[Devel] Re: [LPC] Notes from Checkpoint/Restart BOF
Oren Laadan
orenl at librato.com
Mon Oct 12 11:52:38 PDT 2009
Hi,
Thanks for posting the notes. I place a (modified) summary of the BOF
on the linux-c/r wiki:
http://ckpt.wiki.kernel.org/index.php/LPC2009
Oren.
Sukadev Bhattiprolu wrote:
>
> Notes from Checkpoint/Restart BOF at Linux Plumbers Conference, Sep 24, 2009.
>
> (I am missing some details and couple of names. They said they were on
> Containers mailing list though. If you have any other topics that we
> discussed or have any details, please add to this mail).
>
> ---
>
> Attendees:
> Oren Laadan, Joeseph Ruscio, <One more person> (Librato)
> Pavel Emelyanov, <One more person ?> (OpenVZ)
> Ying Han, Salman Qazi (Google)
> Dan Smith, Matt Helsley, Sukadev Bhattiprolu (IBM)
>
> 1. Pavel: A few months ago there were discussions about making a "dry-run"
> to see if checkpoint of an application will succeed. What is the
> current status of that ?
>
> The answer was there is no dry-run - user should just try the
> actual C/R. If application is using an uncheckpointable resource
> the C/R will fail cleanly without side-effects.
> The dry-run may not mean anything unless we freeze the application
> during the check and leave it frozen until the checkpoint is done.
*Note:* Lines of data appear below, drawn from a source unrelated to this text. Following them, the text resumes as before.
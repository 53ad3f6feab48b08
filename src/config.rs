//! Timing and firmware parameters of the protocol engine.

use core::time::Duration;

use crate::instructions::{instruction_id, packet_id};

/// Configuration of a [`crate::Protocol`].
#[derive(Debug, Clone, Eq, PartialEq)]
pub struct Config {
	/// The maximum time to wait for one complete response, counted from the start of the receive attempt.
	pub timeout: Duration,

	/// The pause after every write that expects no response.
	///
	/// Devices drop instructions that arrive too soon after a write.
	pub wait_after_write: Duration,

	/// The instruction byte used for sync reads.
	pub sync_read_instruction: u8,

	/// The instruction byte used for sync writes that expect an aggregated response.
	pub sync_write_and_check_instruction: u8,

	/// The packet ID that sync operations are addressed to, and that sends the aggregated response.
	pub sync_id: u8,
}

impl Default for Config {
	fn default() -> Self {
		Self {
			timeout: Duration::from_millis(10),
			wait_after_write: Duration::from_micros(500),
			sync_read_instruction: instruction_id::SYNC_READ,
			sync_write_and_check_instruction: instruction_id::SYNC_WRITE_AND_CHECK,
			sync_id: packet_id::BROADCAST,
		}
	}
}

/// The name of a timing parameter that can be set by name.
#[derive(Debug, Copy, Clone, Eq, PartialEq)]
pub enum Parameter {
	/// The `"timeout"` parameter: [`Config::timeout`].
	Timeout,

	/// The `"waitAfterWrite"` parameter: [`Config::wait_after_write`].
	WaitAfterWrite,
}

impl Parameter {
	/// All parameters that can be set by name.
	pub const ALL: [Parameter; 2] = [Parameter::Timeout, Parameter::WaitAfterWrite];

	/// The name of the parameter.
	pub fn name(self) -> &'static str {
		match self {
			Self::Timeout => "timeout",
			Self::WaitAfterWrite => "waitAfterWrite",
		}
	}
}

impl std::str::FromStr for Parameter {
	type Err = crate::UnknownParameter;

	fn from_str(name: &str) -> Result<Self, Self::Err> {
		Self::ALL
			.into_iter()
			.find(|parameter| parameter.name() == name)
			.ok_or_else(|| crate::UnknownParameter { name: name.into() })
	}
}

impl Config {
	/// Set the receive timeout.
	pub fn with_timeout(mut self, timeout: Duration) -> Self {
		self.timeout = timeout;
		self
	}

	/// Set the pause after each write.
	pub fn with_wait_after_write(mut self, wait_after_write: Duration) -> Self {
		self.wait_after_write = wait_after_write;
		self
	}

	/// Get a timing parameter in seconds.
	pub fn parameter(&self, parameter: Parameter) -> f64 {
		match parameter {
			Parameter::Timeout => self.timeout.as_secs_f64(),
			Parameter::WaitAfterWrite => self.wait_after_write.as_secs_f64(),
		}
	}

	/// Set a timing parameter by name, in seconds.
	///
	/// Accepts `"timeout"` and `"waitAfterWrite"`.
	/// Negative values and NaN are clamped to zero.
	/// Values too large for a [`Duration`], including infinity, saturate to [`Duration::MAX`].
	pub fn set_parameter(&mut self, name: &str, seconds: f64) -> Result<(), crate::UnknownParameter> {
		let value = if seconds.is_nan() || seconds <= 0.0 {
			Duration::ZERO
		} else {
			Duration::try_from_secs_f64(seconds).unwrap_or(Duration::MAX)
		};
		match name.parse()? {
			Parameter::Timeout => self.timeout = value,
			Parameter::WaitAfterWrite => self.wait_after_write = value,
		}
		Ok(())
	}
}
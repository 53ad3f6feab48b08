//! The protocol 1.0 engine.

use core::time::Duration;
use std::time::Instant;

use crate::decoder::{Decoder, StatusPacket};
use crate::endian::{read_u16_le, write_u16_le};
use crate::error::{BufferTooSmall, FrameTooLarge, LengthMismatch};
use crate::instructions::{instruction_id, packet_id, register};
use crate::packet::Packet;
use crate::{Bus, Config, Error, Response, ResponseState};

/// The outcome of waiting for a single status packet.
type Received = Result<StatusPacket, ResponseState>;

/// The protocol 1.0 engine.
///
/// The engine owns the bus for the whole duration of each transaction:
/// from sending the instruction until the response is decoded or the timeout expires.
/// Callers on multiple threads must share a single engine behind a lock.
///
/// Operations only return an error for I/O failures of the bus and for invalid arguments.
/// Missing or corrupt responses and errors reported by the devices are returned as a [`ResponseState`].
/// No operation is retried automatically.
pub struct Protocol<B> {
	/// The underlying byte transport.
	bus: B,

	/// Timing and firmware parameters.
	config: Config,

	/// Scratch buffer for draining the bus.
	read_buffer: Vec<u8>,
}

impl<B> core::fmt::Debug for Protocol<B>
where
	B: core::fmt::Debug,
{
	fn fmt(&self, f: &mut core::fmt::Formatter<'_>) -> core::fmt::Result {
		f.debug_struct("Protocol")
			.field("bus", &self.bus)
			.field("config", &self.config)
			.finish_non_exhaustive()
	}
}

impl<B: Bus> Protocol<B> {
	/// Create a new engine with the default configuration.
	pub fn new(bus: B) -> Self {
		Self::with_config(bus, Config::default())
	}

	/// Create a new engine with a custom configuration.
	pub fn with_config(bus: B, config: Config) -> Self {
		Self {
			bus,
			config,
			read_buffer: Vec::with_capacity(256),
		}
	}

	/// Get the configuration.
	pub fn config(&self) -> &Config {
		&self.config
	}

	/// Replace the configuration.
	pub fn set_config(&mut self, config: Config) {
		self.config = config;
	}

	/// Set the maximum time to wait for a response.
	pub fn set_timeout(&mut self, timeout: Duration) {
		self.config.timeout = timeout;
	}

	/// Set the pause after each write.
	pub fn set_wait_after_write(&mut self, wait_after_write: Duration) {
		self.config.wait_after_write = wait_after_write;
	}

	/// Get a reference to the underlying bus.
	pub fn bus(&self) -> &B {
		&self.bus
	}

	/// Get a mutable reference to the underlying bus.
	///
	/// Reading from or writing to the bus directly in the middle of a transaction will corrupt it.
	pub fn bus_mut(&mut self) -> &mut B {
		&mut self.bus
	}

	/// Consume the engine to get ownership of the bus.
	pub fn into_bus(self) -> B {
		self.bus
	}

	/// Write data to a device without waiting for a response.
	///
	/// Use [`packet_id::BROADCAST`] as `motor_id` to write to all devices at once.
	/// After sending, this function always sleeps for [`Config::wait_after_write`],
	/// since devices ignore instructions that follow a write too closely.
	pub fn write_data(&mut self, motor_id: u8, address: u8, data: &[u8]) -> Result<(), Error<B::Error>> {
		let packet = Self::write_packet(motor_id, instruction_id::WRITE, address, data)?;
		self.send_packet(packet)?;
		self.wait_after_write();
		Ok(())
	}

	/// Write data to a device and wait for the device to acknowledge it.
	///
	/// The instruction is the same as for [`Self::write_data()`],
	/// but the response is awaited and validated in the same way as for [`Self::read_data()`].
	pub fn write_and_check_data(&mut self, motor_id: u8, address: u8, data: &[u8]) -> Result<ResponseState, Error<B::Error>> {
		let packet = Self::write_packet(motor_id, instruction_id::WRITE, address, data)?;
		self.send_packet(packet)?;
		Ok(self.receive_packet(motor_id)?.map_or_else(|state| state, |status| status.state))
	}

	/// Read `data.len()` bytes from a device, starting at `address`.
	///
	/// The buffer is only written to if the returned state has [`ResponseState::OK`] set.
	pub fn read_data(&mut self, motor_id: u8, address: u8, data: &mut [u8]) -> Result<ResponseState, Error<B::Error>> {
		let size = Self::check_size(data.len())?;
		let mut packet = Packet::new(motor_id, instruction_id::READ, 2);
		packet.append(address);
		packet.append(size);
		self.send_packet(packet)?;

		let status = match self.receive_packet(motor_id)? {
			Ok(status) => status,
			Err(state) => return Ok(state),
		};

		let parameters = status.packet.parameters();
		if parameters.len() != data.len() {
			debug!(
				"read from {:#04X} returned {} bytes, expected {}",
				motor_id,
				parameters.len(),
				data.len()
			);
			return Ok(ResponseState::BAD_SIZE);
		}
		data.copy_from_slice(parameters);
		Ok(status.state)
	}

	/// Ping a device.
	///
	/// Returns true if the device sent a valid response.
	pub fn ping(&mut self, motor_id: u8) -> Result<bool, Error<B::Error>> {
		let packet = Packet::new(motor_id, instruction_id::PING, 0);
		self.send_packet(packet)?;
		Ok(self.receive_packet(motor_id)?.is_ok())
	}

	/// Read `size` bytes from multiple devices with a single instruction.
	///
	/// The data for `motor_ids[i]` is written to `buffers[i]`.
	/// One response state is returned per device, in the same order as `motor_ids`.
	/// A buffer is only written to if the state for that device has [`ResponseState::OK`] set.
	///
	/// If the aggregated response is missing or invalid, all devices get the same failure state.
	pub fn sync_read<T>(
		&mut self,
		motor_ids: &[u8],
		address: u8,
		buffers: &mut [T],
		size: usize,
	) -> Result<Vec<ResponseState>, Error<B::Error>>
	where
		T: AsMut<[u8]>,
	{
		LengthMismatch::check(motor_ids.len(), buffers.len())?;
		for buffer in buffers.iter_mut() {
			BufferTooSmall::check(size, buffer.as_mut().len())?;
		}
		let size_byte = Self::check_size(size)?;
		FrameTooLarge::check(2 + motor_ids.len())?;

		let sync_id = self.config.sync_id;
		let mut packet = Packet::new(sync_id, self.config.sync_read_instruction, 2 + motor_ids.len());
		packet.append(address);
		packet.append(size_byte);
		packet.append_slice(motor_ids);
		self.send_packet(packet)?;

		let received = self.receive_packet(sync_id)?;
		Ok(decode_sync_response(received, motor_ids, size, |i, data| {
			buffers[i].as_mut()[..size].copy_from_slice(data)
		}))
	}

	/// Write `size` bytes to multiple devices with a single instruction, without waiting for a response.
	///
	/// The first `size` bytes of `data[i]` are written to `motor_ids[i]`.
	/// After sending, this function always sleeps for [`Config::wait_after_write`].
	pub fn sync_write<T>(&mut self, motor_ids: &[u8], address: u8, data: &[T], size: usize) -> Result<(), Error<B::Error>>
	where
		T: AsRef<[u8]>,
	{
		let packet = Self::sync_write_packet(packet_id::BROADCAST, instruction_id::SYNC_WRITE, motor_ids, address, data, size)?;
		self.send_packet(packet)?;
		self.wait_after_write();
		Ok(())
	}

	/// Write `size` bytes to multiple devices with a single instruction, and wait for the aggregated acknowledgement.
	///
	/// One response state is returned per device, in the same order as `motor_ids`.
	pub fn sync_write_and_check<T>(
		&mut self,
		motor_ids: &[u8],
		address: u8,
		data: &[T],
		size: usize,
	) -> Result<Vec<ResponseState>, Error<B::Error>>
	where
		T: AsRef<[u8]>,
	{
		let sync_id = self.config.sync_id;
		let instruction = self.config.sync_write_and_check_instruction;
		let packet = Self::sync_write_packet(sync_id, instruction, motor_ids, address, data, size)?;
		self.send_packet(packet)?;

		let received = self.receive_packet(sync_id)?;
		Ok(decode_sync_response(received, motor_ids, size, |_, _| ()))
	}

	/// Disable the torque of all devices on the bus, and then set their torque limit to zero.
	///
	/// Both writes are broadcast, so there is no acknowledgement.
	pub fn emergency_stop(&mut self) -> Result<(), Error<B::Error>> {
		warn!("emergency stop: disabling torque of all devices");
		self.write_data(packet_id::BROADCAST, register::TORQUE_ENABLE, &[0])?;
		self.write_data(packet_id::BROADCAST, register::TORQUE_LIMIT, &[0x00, 0x00])?;
		Ok(())
	}

	/// Enable the torque of all devices on the bus, and then restore their torque limit to the maximum.
	///
	/// Both writes are broadcast, so there is no acknowledgement.
	pub fn exit_emergency_state(&mut self) -> Result<(), Error<B::Error>> {
		debug!("leaving emergency state: enabling torque of all devices");
		let mut limit = [0; 2];
		write_u16_le(&mut limit, register::TORQUE_LIMIT_MAX);
		self.write_data(packet_id::BROADCAST, register::TORQUE_ENABLE, &[1])?;
		self.write_data(packet_id::BROADCAST, register::TORQUE_LIMIT, &limit)?;
		Ok(())
	}

	/// Read an 8 bit register from a device.
	///
	/// Unlike [`Self::read_data()`], a missing or failed response is reported as [`Error::Response`].
	pub fn read_u8(&mut self, motor_id: u8, address: u8) -> Result<Response<u8>, Error<B::Error>> {
		let mut buffer = [0; 1];
		let state = self.read_data(motor_id, address, &mut buffer)?;
		Self::typed_response(motor_id, state, buffer[0])
	}

	/// Read a 16 bit little-endian register from a device.
	///
	/// Unlike [`Self::read_data()`], a missing or failed response is reported as [`Error::Response`].
	pub fn read_u16(&mut self, motor_id: u8, address: u8) -> Result<Response<u16>, Error<B::Error>> {
		let mut buffer = [0; 2];
		let state = self.read_data(motor_id, address, &mut buffer)?;
		Self::typed_response(motor_id, state, read_u16_le(&buffer))
	}

	/// Write an 8 bit register of a device.
	pub fn write_u8(&mut self, motor_id: u8, address: u8, value: u8) -> Result<(), Error<B::Error>> {
		self.write_data(motor_id, address, &[value])
	}

	/// Write a 16 bit little-endian register of a device.
	pub fn write_u16(&mut self, motor_id: u8, address: u8, value: u16) -> Result<(), Error<B::Error>> {
		let mut buffer = [0; 2];
		write_u16_le(&mut buffer, value);
		self.write_data(motor_id, address, &buffer)
	}

	fn typed_response<T>(motor_id: u8, state: ResponseState, data: T) -> Result<Response<T>, Error<B::Error>> {
		if state.is_ok() {
			Ok(Response { motor_id, state, data })
		} else {
			Err(Error::Response(state))
		}
	}

	fn check_size(size: usize) -> Result<u8, FrameTooLarge> {
		FrameTooLarge::check(size)?;
		Ok(size as u8)
	}

	fn write_packet(motor_id: u8, instruction: u8, address: u8, data: &[u8]) -> Result<Packet, FrameTooLarge> {
		FrameTooLarge::check(1 + data.len())?;
		let mut packet = Packet::new(motor_id, instruction, 1 + data.len());
		packet.append(address);
		packet.append_slice(data);
		Ok(packet)
	}

	fn sync_write_packet<T>(
		packet_id: u8,
		instruction: u8,
		motor_ids: &[u8],
		address: u8,
		data: &[T],
		size: usize,
	) -> Result<Packet, Error<B::Error>>
	where
		T: AsRef<[u8]>,
	{
		LengthMismatch::check(motor_ids.len(), data.len())?;
		for entry in data {
			BufferTooSmall::check(size, entry.as_ref().len())?;
		}
		let size_byte = Self::check_size(size)?;
		let parameters = 2 + motor_ids.len() * (size + 1);
		FrameTooLarge::check(parameters)?;

		let mut packet = Packet::new(packet_id, instruction, parameters);
		packet.append(address);
		packet.append(size_byte);
		for (&motor_id, entry) in motor_ids.iter().zip(data) {
			packet.append(motor_id);
			packet.append_slice(&entry.as_ref()[..size]);
		}
		Ok(packet)
	}

	/// Send an instruction packet, discarding any unread input first.
	fn send_packet(&mut self, mut packet: Packet) -> Result<(), Error<B::Error>> {
		self.bus.clear_input_buffer().map_err(Error::Io)?;
		packet.prepare();
		trace!("sending instruction: {:02X?}", packet.as_bytes());
		self.bus.send_data(packet.as_bytes()).map_err(Error::Io)?;
		self.bus.flush().map_err(Error::Io)?;
		Ok(())
	}

	/// Wait for a status packet from `motor_id`.
	///
	/// The timeout is counted from the start of this call and is not extended when garbage or frames from other devices are received.
	fn receive_packet(&mut self, motor_id: u8) -> Result<Received, Error<B::Error>> {
		let timeout = self.config.timeout;
		let start = Instant::now();
		let mut decoder = Decoder::new(motor_id);

		loop {
			let elapsed = start.elapsed();
			if elapsed >= timeout {
				break;
			}
			if !self.bus.wait_for_data(timeout - elapsed).map_err(Error::Io)? {
				continue;
			}

			let available = self.bus.available();
			self.read_buffer.resize(available, 0);
			let count = self.bus.read_data(&mut self.read_buffer).map_err(Error::Io)?;
			for &byte in &self.read_buffer[..count] {
				if let Some(received) = decoder.feed(byte) {
					return Ok(received);
				}
			}
		}

		let fault = decoder.fault();
		debug!("no response from {:#04X} within {:?}: {}", motor_id, timeout, fault);
		Ok(Err(fault))
	}

	fn wait_after_write(&self) {
		std::thread::sleep(self.config.wait_after_write);
	}
}

/// Split an aggregated sync response into one state per device.
///
/// Each device has a slot of one error byte followed by `size` data bytes, in request order.
/// An error byte of `0xFF` means the device did not respond.
/// `store` is called with the slot index and data of every slot that has [`ResponseState::OK`] set.
fn decode_sync_response<F>(received: Received, motor_ids: &[u8], size: usize, mut store: F) -> Vec<ResponseState>
where
	F: FnMut(usize, &[u8]),
{
	let status = match received {
		Ok(status) => status,
		Err(state) => return vec![state; motor_ids.len()],
	};

	let stride = size + 1;
	let parameters = status.packet.parameters();
	if parameters.len() < motor_ids.len() * stride {
		debug!(
			"aggregated response has {} bytes, expected {} for {} devices",
			parameters.len(),
			motor_ids.len() * stride,
			motor_ids.len()
		);
		return vec![ResponseState::BAD_SIZE; motor_ids.len()];
	}

	parameters
		.chunks_exact(stride)
		.take(motor_ids.len())
		.enumerate()
		.map(|(i, slot)| {
			let error = slot[0];
			if error == 0xFF {
				debug!("device {:#04X} did not respond to sync instruction", motor_ids[i]);
				return ResponseState::QUIET;
			}
			let state = ResponseState::from_device_error(error);
			if state.is_ok() {
				store(i, &slot[1..]);
			}
			state
		})
		.collect()
}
> IOW, the dry-run does not guarantee that application is checkpointable
> unless the application is frozen.
>
> 2. Pavel: Alexey Dobriyan had earlier submitted some code for leak-detection. Do
> we still have that ?
>
> The answer was that most of the code was used and we also added reverse
> detection.
>
> 3. Do we have a config-option to make a process checkpointable.
>
> <Missed the context of this question> We have CONFIG_CHECKPOINT.
>
> 4 Checkpointing network connections:
>
> We quickly reviewed the status (AF_UNIX done, AF_INET done in a
> prototype and needs to be forward ported). Checkpoint of one-end
> of a network connection can cause the connection to be reset.
>
> 5. Briefly discussed distinction between Live migration and static migration
>
> 6. Do we need a pre-check during restart to ensure that the application can
> be restarted ? Eg: if the application used a specific math co-processor
> or futex at checkpoint and that resource is not available at restart,
> the restart may encounter some undefined behavior. Should we encode the
> hardware/OS capabilities in the checkpoint image and check these
> capabilities during restart (before actual restart). Reason for this
> check being the restart may not fail cleanly if the resource is missing.
>
> Conclusion was that there could be too many such capabilities that
> we would have to track and even so there may be some unexpected
> difference between checkpoint machine and restart machine.
>
> For now, let the restart fail and/or deal with in user-space.
>
> 7. Discussed briefly about clone2() aka clone_with_pids().
>
> Everyone seemed to agree that restoring process-tree even in user-space
> will work and can be used.
>
> 8. Oren: Error reporting during restart
>
> We currently fail the system call with an error code and if we ant
> more information on the failure, we have to add debug messages to
> the code. We discussed couple of options for error reporting on restart:
> - log detailed message(s) to console (risk wrapping dmesg buf)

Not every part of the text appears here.